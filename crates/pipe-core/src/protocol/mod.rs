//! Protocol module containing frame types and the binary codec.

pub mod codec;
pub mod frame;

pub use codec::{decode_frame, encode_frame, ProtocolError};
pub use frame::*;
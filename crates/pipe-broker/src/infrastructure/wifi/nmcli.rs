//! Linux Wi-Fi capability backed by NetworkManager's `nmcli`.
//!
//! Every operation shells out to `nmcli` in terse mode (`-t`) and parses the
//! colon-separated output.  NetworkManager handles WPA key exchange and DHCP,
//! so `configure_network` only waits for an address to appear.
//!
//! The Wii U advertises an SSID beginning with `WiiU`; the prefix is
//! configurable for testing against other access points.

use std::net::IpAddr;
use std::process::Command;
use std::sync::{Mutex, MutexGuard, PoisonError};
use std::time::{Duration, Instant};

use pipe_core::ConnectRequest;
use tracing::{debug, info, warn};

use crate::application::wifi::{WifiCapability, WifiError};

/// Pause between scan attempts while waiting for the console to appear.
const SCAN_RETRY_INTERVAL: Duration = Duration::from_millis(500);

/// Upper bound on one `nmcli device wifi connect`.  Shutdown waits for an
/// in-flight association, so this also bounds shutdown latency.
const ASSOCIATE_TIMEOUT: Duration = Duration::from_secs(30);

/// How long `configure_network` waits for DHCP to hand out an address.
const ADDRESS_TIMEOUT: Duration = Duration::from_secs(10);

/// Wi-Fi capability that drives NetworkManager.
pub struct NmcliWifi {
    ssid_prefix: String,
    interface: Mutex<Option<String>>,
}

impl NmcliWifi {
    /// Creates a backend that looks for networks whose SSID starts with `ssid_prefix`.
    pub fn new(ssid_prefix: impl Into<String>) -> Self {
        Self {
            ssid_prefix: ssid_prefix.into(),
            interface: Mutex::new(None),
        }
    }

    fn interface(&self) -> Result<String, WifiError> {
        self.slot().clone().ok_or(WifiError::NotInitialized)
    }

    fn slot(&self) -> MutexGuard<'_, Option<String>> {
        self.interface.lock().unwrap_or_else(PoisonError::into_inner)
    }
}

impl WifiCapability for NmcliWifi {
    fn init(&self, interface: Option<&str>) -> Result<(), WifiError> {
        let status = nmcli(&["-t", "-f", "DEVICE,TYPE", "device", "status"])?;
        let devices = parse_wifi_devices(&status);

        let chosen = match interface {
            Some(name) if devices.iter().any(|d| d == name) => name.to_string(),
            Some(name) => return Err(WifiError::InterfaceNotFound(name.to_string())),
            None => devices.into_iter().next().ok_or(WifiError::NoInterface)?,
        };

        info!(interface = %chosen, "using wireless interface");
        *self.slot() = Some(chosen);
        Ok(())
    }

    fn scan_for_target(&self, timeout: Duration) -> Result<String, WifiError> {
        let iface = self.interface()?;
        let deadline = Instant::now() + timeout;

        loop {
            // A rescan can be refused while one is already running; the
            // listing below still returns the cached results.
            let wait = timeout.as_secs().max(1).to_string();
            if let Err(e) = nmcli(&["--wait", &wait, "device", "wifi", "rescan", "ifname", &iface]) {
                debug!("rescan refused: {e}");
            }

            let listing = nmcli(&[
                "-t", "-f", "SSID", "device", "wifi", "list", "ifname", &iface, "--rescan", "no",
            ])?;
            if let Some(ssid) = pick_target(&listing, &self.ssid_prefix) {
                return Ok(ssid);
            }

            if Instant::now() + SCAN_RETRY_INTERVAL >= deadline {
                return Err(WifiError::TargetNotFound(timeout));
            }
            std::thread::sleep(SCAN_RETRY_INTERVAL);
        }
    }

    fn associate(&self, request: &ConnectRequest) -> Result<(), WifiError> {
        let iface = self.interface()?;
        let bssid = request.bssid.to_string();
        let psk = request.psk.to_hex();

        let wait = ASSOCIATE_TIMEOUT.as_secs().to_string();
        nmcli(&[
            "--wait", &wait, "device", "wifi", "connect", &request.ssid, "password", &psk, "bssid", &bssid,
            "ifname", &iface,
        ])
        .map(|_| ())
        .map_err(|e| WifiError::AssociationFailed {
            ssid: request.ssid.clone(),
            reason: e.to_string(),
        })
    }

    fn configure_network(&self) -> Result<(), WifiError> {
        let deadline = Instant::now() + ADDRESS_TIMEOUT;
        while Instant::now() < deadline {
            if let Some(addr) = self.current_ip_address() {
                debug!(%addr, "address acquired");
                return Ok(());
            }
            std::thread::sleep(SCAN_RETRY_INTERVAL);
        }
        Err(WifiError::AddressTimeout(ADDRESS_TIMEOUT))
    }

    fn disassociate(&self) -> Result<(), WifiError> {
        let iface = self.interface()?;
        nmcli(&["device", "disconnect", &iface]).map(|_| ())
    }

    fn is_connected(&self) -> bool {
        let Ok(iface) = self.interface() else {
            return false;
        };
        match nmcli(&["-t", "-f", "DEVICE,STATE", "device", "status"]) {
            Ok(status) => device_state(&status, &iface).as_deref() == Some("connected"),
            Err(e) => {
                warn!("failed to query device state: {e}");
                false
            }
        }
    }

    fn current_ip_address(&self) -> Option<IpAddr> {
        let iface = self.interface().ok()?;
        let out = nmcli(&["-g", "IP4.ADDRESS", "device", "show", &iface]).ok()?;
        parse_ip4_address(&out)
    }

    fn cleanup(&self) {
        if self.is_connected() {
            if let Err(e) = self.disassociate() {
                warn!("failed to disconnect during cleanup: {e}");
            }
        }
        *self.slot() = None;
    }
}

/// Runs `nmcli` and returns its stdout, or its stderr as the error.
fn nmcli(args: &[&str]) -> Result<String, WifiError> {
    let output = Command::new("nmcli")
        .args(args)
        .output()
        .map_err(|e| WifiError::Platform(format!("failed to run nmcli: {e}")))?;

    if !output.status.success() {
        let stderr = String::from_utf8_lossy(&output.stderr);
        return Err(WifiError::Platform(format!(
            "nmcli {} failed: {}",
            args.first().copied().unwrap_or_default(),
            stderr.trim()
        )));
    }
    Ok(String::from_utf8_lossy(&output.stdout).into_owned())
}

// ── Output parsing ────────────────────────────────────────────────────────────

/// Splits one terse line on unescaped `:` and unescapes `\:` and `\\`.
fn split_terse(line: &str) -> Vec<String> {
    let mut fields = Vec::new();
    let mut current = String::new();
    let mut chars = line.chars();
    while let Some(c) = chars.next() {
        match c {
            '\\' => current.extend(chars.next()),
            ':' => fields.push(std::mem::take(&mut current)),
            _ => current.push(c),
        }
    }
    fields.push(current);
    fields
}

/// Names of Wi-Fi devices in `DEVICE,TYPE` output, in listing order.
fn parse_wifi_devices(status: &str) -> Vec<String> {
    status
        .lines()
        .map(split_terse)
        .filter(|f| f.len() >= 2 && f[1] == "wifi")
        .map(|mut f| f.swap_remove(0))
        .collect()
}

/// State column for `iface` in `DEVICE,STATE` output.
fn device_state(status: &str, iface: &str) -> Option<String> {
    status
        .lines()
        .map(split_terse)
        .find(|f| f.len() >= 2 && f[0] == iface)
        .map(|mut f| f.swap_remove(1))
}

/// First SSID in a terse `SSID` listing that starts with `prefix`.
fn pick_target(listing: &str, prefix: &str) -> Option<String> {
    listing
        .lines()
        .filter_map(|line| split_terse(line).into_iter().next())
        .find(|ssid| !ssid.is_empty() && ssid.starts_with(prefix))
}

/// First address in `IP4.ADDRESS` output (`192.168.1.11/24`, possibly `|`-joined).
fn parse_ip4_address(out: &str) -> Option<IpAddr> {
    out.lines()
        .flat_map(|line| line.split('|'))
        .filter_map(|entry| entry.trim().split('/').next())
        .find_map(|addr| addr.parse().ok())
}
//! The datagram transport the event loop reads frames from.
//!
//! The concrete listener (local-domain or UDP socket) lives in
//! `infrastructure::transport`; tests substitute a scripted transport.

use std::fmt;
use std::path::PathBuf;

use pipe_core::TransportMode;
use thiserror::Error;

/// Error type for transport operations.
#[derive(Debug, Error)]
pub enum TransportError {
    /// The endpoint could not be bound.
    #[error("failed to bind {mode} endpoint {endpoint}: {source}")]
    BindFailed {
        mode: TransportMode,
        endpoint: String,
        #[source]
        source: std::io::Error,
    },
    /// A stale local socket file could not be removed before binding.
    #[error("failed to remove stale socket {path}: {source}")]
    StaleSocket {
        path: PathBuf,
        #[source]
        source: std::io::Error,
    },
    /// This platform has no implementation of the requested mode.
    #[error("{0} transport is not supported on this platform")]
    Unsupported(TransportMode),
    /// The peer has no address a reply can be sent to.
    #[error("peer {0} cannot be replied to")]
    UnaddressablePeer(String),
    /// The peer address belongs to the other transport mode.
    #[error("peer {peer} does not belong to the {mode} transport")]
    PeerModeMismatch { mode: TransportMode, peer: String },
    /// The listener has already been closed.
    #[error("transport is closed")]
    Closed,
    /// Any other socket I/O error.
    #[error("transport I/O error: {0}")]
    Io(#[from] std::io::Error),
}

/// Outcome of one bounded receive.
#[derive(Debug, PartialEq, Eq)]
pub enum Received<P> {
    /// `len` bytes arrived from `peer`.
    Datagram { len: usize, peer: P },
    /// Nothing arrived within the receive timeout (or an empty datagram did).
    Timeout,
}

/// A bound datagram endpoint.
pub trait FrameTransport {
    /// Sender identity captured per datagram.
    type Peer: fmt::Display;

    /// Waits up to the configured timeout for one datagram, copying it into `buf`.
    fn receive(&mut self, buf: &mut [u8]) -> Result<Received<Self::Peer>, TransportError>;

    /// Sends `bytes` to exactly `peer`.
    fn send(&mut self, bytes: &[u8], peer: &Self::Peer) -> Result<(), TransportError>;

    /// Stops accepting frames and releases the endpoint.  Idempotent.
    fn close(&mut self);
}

==

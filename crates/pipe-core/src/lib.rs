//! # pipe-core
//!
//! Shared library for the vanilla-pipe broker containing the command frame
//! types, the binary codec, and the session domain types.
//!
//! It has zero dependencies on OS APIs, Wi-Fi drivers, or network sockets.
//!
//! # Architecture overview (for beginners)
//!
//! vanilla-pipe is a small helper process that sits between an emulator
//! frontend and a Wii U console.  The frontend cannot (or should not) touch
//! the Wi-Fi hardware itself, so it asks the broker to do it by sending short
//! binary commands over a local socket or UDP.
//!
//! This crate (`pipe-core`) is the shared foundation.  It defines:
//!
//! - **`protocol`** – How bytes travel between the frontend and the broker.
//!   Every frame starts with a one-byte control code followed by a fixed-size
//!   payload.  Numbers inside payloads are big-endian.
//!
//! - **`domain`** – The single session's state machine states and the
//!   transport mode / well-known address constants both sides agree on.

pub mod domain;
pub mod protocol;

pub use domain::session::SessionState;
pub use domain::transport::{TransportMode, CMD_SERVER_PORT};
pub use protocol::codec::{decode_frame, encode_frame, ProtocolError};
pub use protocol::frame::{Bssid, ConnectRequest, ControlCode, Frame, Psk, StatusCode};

* * *

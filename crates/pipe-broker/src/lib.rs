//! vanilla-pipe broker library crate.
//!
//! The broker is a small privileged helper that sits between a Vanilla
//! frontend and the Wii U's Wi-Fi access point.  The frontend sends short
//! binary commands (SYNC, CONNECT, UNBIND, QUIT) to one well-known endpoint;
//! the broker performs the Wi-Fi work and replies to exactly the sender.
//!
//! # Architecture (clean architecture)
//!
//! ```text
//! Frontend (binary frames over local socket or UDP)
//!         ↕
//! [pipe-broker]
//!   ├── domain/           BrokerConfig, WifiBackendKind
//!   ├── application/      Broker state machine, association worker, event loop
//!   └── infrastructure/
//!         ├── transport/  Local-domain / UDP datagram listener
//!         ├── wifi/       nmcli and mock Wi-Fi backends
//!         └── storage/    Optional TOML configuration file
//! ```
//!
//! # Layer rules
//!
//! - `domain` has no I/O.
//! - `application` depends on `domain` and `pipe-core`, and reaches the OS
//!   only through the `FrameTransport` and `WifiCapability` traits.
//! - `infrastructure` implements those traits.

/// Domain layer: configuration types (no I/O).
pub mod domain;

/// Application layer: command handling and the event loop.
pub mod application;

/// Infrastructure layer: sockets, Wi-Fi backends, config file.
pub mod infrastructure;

» **What to do**
A single figure, the number of lines above with the word "trim", is the whole answer.

» **Answer to this task**
2